(Records contained in a dataset)
Content starts
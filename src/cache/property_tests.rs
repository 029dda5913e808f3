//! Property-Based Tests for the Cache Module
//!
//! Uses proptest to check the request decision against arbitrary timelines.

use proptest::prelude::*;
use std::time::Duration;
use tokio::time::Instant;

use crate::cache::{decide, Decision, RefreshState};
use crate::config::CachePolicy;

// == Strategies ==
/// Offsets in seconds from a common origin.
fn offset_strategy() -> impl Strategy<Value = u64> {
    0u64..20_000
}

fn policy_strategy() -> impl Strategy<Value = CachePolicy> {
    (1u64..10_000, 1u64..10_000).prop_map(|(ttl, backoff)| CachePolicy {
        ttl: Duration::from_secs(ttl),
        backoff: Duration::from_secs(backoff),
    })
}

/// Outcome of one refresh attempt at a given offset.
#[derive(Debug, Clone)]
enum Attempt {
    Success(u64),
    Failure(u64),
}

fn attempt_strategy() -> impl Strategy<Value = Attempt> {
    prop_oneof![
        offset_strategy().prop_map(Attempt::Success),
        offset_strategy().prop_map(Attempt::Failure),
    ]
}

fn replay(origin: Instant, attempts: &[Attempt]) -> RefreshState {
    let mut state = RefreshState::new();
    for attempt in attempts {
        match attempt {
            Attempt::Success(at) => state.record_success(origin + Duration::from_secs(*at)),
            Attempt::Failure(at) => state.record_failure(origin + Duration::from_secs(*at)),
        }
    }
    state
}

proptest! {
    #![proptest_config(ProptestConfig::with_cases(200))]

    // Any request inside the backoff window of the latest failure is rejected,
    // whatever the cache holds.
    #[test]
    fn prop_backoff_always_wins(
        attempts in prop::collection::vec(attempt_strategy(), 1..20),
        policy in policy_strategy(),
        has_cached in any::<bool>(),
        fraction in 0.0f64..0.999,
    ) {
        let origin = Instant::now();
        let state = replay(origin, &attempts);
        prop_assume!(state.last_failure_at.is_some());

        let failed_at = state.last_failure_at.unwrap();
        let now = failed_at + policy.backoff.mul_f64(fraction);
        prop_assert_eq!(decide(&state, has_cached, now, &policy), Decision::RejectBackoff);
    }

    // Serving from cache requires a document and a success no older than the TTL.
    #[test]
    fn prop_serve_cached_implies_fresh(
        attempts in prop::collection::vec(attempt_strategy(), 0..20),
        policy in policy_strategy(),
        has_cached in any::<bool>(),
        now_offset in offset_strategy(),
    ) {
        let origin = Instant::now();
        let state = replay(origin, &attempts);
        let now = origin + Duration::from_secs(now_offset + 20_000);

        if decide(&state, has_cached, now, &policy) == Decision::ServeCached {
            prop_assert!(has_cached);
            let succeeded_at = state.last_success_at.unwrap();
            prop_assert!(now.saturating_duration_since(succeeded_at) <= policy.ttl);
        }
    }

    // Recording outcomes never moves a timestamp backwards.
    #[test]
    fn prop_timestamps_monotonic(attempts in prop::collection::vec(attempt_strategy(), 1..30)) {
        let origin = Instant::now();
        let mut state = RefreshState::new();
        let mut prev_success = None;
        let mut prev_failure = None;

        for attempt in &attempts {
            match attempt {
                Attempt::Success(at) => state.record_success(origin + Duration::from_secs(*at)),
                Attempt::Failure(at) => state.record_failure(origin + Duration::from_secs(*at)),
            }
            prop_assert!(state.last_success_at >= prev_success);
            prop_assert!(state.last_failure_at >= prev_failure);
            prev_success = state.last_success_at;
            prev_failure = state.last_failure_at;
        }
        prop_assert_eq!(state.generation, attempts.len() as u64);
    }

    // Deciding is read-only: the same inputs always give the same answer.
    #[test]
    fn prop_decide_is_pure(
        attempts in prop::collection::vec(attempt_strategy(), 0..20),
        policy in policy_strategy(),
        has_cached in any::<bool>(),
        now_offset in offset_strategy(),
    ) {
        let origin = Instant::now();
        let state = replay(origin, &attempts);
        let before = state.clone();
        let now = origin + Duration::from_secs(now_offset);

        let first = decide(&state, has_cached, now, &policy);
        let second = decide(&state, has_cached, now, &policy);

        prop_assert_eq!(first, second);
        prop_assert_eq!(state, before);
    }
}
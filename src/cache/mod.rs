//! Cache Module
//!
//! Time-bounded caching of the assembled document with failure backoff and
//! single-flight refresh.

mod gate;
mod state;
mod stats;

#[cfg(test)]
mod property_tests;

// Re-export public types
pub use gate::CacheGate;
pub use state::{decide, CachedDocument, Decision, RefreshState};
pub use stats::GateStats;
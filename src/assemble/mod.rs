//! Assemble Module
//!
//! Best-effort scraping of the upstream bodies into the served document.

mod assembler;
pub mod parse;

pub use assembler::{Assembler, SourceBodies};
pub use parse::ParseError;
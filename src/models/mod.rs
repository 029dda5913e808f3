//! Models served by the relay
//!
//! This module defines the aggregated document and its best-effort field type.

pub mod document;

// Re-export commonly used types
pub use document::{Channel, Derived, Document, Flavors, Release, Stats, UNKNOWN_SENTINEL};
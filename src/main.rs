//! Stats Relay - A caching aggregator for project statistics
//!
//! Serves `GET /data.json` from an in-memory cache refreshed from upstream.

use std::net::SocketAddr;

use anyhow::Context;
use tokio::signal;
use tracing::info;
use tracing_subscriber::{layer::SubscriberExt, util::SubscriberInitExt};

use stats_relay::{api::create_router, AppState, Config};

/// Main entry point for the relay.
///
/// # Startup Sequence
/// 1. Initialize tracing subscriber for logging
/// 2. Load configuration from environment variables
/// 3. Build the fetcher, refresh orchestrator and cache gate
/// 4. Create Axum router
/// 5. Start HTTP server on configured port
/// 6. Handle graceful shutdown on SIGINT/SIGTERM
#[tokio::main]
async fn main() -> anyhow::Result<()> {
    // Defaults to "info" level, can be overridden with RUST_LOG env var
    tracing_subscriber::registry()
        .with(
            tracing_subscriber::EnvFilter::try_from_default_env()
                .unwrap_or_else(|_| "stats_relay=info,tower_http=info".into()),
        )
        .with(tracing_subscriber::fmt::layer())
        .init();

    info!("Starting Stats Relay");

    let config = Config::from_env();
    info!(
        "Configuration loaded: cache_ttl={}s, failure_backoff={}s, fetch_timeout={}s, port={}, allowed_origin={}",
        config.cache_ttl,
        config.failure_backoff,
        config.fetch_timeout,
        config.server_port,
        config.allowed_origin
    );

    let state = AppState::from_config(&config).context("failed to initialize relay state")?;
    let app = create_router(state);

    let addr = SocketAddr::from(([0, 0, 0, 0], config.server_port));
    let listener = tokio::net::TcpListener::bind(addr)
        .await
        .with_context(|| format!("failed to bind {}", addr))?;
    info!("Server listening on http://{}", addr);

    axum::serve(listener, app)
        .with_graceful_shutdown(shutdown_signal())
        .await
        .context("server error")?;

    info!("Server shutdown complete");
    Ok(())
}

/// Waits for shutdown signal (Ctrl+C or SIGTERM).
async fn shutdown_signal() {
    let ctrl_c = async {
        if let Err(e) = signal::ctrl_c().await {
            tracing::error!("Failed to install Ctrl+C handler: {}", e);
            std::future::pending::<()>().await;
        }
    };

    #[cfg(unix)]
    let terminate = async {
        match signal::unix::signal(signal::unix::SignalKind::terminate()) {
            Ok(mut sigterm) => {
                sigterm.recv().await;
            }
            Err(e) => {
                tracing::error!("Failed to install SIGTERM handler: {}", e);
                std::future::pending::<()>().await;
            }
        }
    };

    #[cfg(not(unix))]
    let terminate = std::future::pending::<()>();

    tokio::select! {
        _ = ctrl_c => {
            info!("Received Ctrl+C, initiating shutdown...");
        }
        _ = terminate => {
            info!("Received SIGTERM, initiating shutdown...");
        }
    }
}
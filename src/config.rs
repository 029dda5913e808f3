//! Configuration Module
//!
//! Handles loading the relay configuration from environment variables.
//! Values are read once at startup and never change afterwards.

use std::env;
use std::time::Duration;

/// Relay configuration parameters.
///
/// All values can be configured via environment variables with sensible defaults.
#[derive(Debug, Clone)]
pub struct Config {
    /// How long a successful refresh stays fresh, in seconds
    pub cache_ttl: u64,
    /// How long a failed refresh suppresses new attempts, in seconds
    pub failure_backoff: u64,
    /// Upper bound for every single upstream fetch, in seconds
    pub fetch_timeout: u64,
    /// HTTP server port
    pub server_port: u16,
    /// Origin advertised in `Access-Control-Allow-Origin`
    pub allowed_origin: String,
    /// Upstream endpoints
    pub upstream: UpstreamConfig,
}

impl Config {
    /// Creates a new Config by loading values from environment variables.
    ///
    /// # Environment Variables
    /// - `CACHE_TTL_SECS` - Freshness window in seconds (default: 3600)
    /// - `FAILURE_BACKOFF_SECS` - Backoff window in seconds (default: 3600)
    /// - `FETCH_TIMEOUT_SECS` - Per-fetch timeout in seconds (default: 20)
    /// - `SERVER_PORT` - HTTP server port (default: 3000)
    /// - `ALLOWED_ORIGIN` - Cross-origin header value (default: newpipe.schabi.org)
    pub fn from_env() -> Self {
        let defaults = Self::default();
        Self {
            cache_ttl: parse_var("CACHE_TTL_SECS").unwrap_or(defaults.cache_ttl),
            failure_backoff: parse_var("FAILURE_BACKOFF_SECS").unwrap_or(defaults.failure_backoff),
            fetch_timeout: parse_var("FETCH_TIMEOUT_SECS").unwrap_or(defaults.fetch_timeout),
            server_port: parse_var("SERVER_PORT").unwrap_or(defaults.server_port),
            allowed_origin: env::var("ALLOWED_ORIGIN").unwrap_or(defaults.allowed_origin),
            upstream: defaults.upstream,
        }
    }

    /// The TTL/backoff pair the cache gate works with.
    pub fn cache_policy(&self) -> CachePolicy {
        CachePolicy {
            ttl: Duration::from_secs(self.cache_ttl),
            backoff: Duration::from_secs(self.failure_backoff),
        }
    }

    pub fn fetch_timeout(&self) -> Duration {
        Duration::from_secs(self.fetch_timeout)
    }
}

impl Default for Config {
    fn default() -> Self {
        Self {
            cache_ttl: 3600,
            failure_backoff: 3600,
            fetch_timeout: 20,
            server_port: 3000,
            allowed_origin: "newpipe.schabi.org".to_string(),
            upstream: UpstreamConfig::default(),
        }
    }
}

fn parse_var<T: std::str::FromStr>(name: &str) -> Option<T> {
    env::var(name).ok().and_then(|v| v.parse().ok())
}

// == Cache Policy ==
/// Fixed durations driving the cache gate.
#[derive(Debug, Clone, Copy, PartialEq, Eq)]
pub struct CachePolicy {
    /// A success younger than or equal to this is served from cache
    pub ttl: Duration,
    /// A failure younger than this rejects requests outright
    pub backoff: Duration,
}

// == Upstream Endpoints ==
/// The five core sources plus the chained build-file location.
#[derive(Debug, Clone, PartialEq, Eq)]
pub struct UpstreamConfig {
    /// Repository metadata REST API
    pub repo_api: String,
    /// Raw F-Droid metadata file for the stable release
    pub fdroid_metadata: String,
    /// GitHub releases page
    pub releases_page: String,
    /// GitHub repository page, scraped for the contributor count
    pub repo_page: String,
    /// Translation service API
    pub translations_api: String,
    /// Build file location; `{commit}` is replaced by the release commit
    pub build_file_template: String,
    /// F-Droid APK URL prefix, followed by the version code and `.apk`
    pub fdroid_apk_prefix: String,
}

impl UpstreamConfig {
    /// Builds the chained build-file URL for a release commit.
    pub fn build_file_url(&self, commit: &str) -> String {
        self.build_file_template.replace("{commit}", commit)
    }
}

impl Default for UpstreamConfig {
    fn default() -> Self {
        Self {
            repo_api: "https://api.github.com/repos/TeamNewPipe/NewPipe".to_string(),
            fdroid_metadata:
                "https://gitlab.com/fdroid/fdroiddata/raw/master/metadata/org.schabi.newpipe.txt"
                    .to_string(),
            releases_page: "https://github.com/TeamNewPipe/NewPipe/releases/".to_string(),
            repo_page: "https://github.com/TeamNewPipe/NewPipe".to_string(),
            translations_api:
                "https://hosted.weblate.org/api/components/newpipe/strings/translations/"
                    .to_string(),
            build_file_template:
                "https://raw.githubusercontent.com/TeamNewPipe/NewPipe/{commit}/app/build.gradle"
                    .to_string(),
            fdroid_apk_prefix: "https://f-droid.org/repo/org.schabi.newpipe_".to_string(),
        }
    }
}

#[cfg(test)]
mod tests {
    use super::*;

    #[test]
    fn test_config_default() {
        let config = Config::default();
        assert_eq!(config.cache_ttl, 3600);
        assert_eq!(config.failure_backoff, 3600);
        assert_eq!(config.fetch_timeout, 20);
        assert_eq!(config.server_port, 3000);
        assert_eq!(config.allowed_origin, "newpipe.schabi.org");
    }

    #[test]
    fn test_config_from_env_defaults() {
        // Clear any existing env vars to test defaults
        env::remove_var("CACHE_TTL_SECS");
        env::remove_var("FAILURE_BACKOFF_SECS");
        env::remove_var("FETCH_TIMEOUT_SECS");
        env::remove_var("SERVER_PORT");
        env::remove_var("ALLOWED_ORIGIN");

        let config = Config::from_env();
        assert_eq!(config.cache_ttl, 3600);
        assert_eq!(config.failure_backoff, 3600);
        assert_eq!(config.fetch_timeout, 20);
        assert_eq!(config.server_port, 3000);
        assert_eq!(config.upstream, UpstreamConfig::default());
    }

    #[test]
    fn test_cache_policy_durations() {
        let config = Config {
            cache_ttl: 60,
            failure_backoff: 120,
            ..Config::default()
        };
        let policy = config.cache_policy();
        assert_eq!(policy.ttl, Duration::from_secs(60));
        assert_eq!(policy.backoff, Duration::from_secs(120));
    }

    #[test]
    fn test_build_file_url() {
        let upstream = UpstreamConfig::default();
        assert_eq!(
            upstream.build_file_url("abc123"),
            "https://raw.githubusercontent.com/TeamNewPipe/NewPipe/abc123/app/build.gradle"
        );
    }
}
Content ends
§ Exercise: Copy exactly the stretch of data above from the line with "use tokio::signal;" through the line with "shutdown on SIGINT/SIGTERM", and omit all other lines.

§ Exercise result:
use tokio::signal;
use tracing::info;
use tracing_subscriber::{layer::SubscriberExt, util::SubscriberInitExt};

use stats_relay::{api::create_router, AppState, Config};

/// Main entry point for the relay.
///
/// # Startup Sequence
/// 1. Initialize tracing subscriber for logging
/// 2. Load configuration from environment variables
/// 3. Build the fetcher, refresh orchestrator and cache gate
/// 4. Create Axum router
/// 5. Start HTTP server on configured port
/// 6. Handle graceful shutdown on SIGINT/SIGTERM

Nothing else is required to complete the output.